In the New Testament, we read of a man named Pilate who yielded to the majority. As the Roman procurator of Judea, this official had the means and authority to free Jesus from his enraged enemies.  The Bible is clear regarding his personal judgment of the legal standing of Jesus.  Upon his initial examination of the Christ, he told the chief priests and the people, “I find no fault in this man” (Lk. 23:4).  After seeing Jesus for the second time, the governor proclaimed,

You have brought this Man to me, as one who misleads the people. And indeed, having examined Him in your presence, I have found no fault in this Man concerning those things of which you accuse Him; no, neither did Herod, for I sent you back to him; and indeed nothing deserving of death has been done by Him (Lk.23:14-15).

The crowds went on to reject Pilate’s offer to chastise Jesus and also refused the release of Christ over Barabbas. Still, the procurator announced a third time, “Why, what evil has He done? I have found no reason for death in Him. I will therefore chastise Him and let Him go” (Lk. 23:22).  But because the voices of the mob were insistent, demanding, and loud, Pilate surrendered to the majority—even though he knew the decision to be wrong.

Of course, other examples and precepts exist in God’s Word that demonstrate the folly of conforming to the crowd.  Counting heads is not the standard by which we measure the validity of a belief system, principle, or practice.  The sole and supreme standard is the New Testament Law of Jesus Christ (cf. Matt. 28:18; Jn. 12:48).  Let us diligently study it and appropriately apply it!

Smell the Milk!

Call me paranoid, but I refuse to drink milk without smelling it first. And I don’t care what the date says on the jug (it’s been known not to matter), I’m going to take a whiff before I take a gulp!  With this in mind, let me suggest that we need to scrutinize doctrine, rather than simply swallowing down whatever is presented from the pulpit, printed page, or any other medium by which spiritual teaching is propagated.
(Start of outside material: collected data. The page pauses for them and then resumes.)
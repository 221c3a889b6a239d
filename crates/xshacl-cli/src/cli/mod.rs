//! CLI module for xshacl-explain
//!
//! Explains violation records through the explanation cache, and inspects,
//! summarizes and exports the cache itself.

pub mod commands;
pub mod output;

pub use commands::{ExplainArgs, ExplainCli, ExplainCommands};
pub use output::{ExplainOutput, OutputFormat};

use crate::error::CliError;

/// Exit codes for CLI operations
#[derive(Debug, Clone, Copy, PartialEq, Eq)]
#[repr(i32)]
pub enum ExitCode {
    /// Every requested explanation was produced
    Success = 0,
    /// At least one language failed for at least one violation
    ExplanationFailed = 1,
    /// Invalid input, arguments or violation records
    InvalidInput = 3,
    /// File not found or inaccessible
    FileError = 4,
    /// Cache store could not be opened or read
    StoreError = 5,
    /// Internal error
    InternalError = 10,
}

impl From<ExitCode> for i32 {
    fn from(code: ExitCode) -> Self {
        code as i32
    }
}

impl ExitCode {
    /// Invalid records take precedence over generation failures
    pub fn from_outcome(has_invalid: bool, has_failures: bool) -> Self {
        if has_invalid {
            ExitCode::InvalidInput
        } else if has_failures {
            ExitCode::ExplanationFailed
        } else {
            ExitCode::Success
        }
    }
}

impl From<&CliError> for ExitCode {
    fn from(error: &CliError) -> Self {
        match error {
            CliError::InvalidInput(_) | CliError::ParseError(_) | CliError::GeneratorError(_) => {
                ExitCode::InvalidInput
            }
            CliError::FileError(_) => ExitCode::FileError,
            CliError::StoreError(_) => ExitCode::StoreError,
            CliError::SerializationError(_) | CliError::InternalError(_) => ExitCode::InternalError,
        }
    }
}

/// Run the CLI with the given arguments and return the exit code
pub async fn run(cli: ExplainCli) -> Result<ExitCode, CliError> {
    match cli.command {
        ExplainCommands::Explain(args) => commands::execute_explain(args).await,
        ExplainCommands::Inspect {
            store,
            signature,
            format,
        } => commands::execute_inspect(store, signature, format).await,
        ExplainCommands::Stats { store, format } => commands::execute_stats(store, format).await,
        ExplainCommands::Export { store, output } => commands::execute_export(store, output).await,
        ExplainCommands::Signature { violations, format } => {
            commands::execute_signature(violations, format)
        }
    }
}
1 John 4:1 demands the Christian to carefully engage in this critical endeavor: “Beloved, do not believe every spirit, but test the spirits, whether they are of God; because many false prophets have gone out into the world.” The word test means to “examine, prove, or scrutinize.”  Please note that this inspired imperative was issued out of loving concern: John begins the verse by referring to his audience as beloved, a tender term of affection.  John was concerned for his readers and the disciple’s demand speaks volumes about the concern that every Christian should have when it comes to the responsibility of testing teachers.

  • We should be concerned about ourselves and others over whom teachers have an influence. This is certainly why John wrote the words under consideration.       And similarly, Paul wrote to the Galatians, warning them about the dangers of false doctrine and encouraging them not to be moved away from the Gospel (cf. Gal. 1:6-9).
  • We should be concerned about the status of Truth. Remember that we are stewards of the Gospel, charged in part to defend it (Phil. 1:17; Jude 3).
  • We should even be concerned about teachers.       While some individuals preach error from impure motives (cf. Rom. 16:17-18), others do so ignorantly.       Acts 18:24-26 alludes to Apollos teaching error regarding the subject of baptism. Obviously out of concern, Aquila and Priscilla took him aside and instructed him properly in this regard.

When it comes to milk, I smell it before I drink it because I’m concerned about getting sick. But when it comes to testing the words of religious teachers, I examine them alongside the Bible before I believe them because I’m concerned about the status of souls and the status of Truth.  If I get sick from bad milk, I’ll likely recover.  If I lose my soul by drinking down erroneous doctrines, I’ll never recuperate!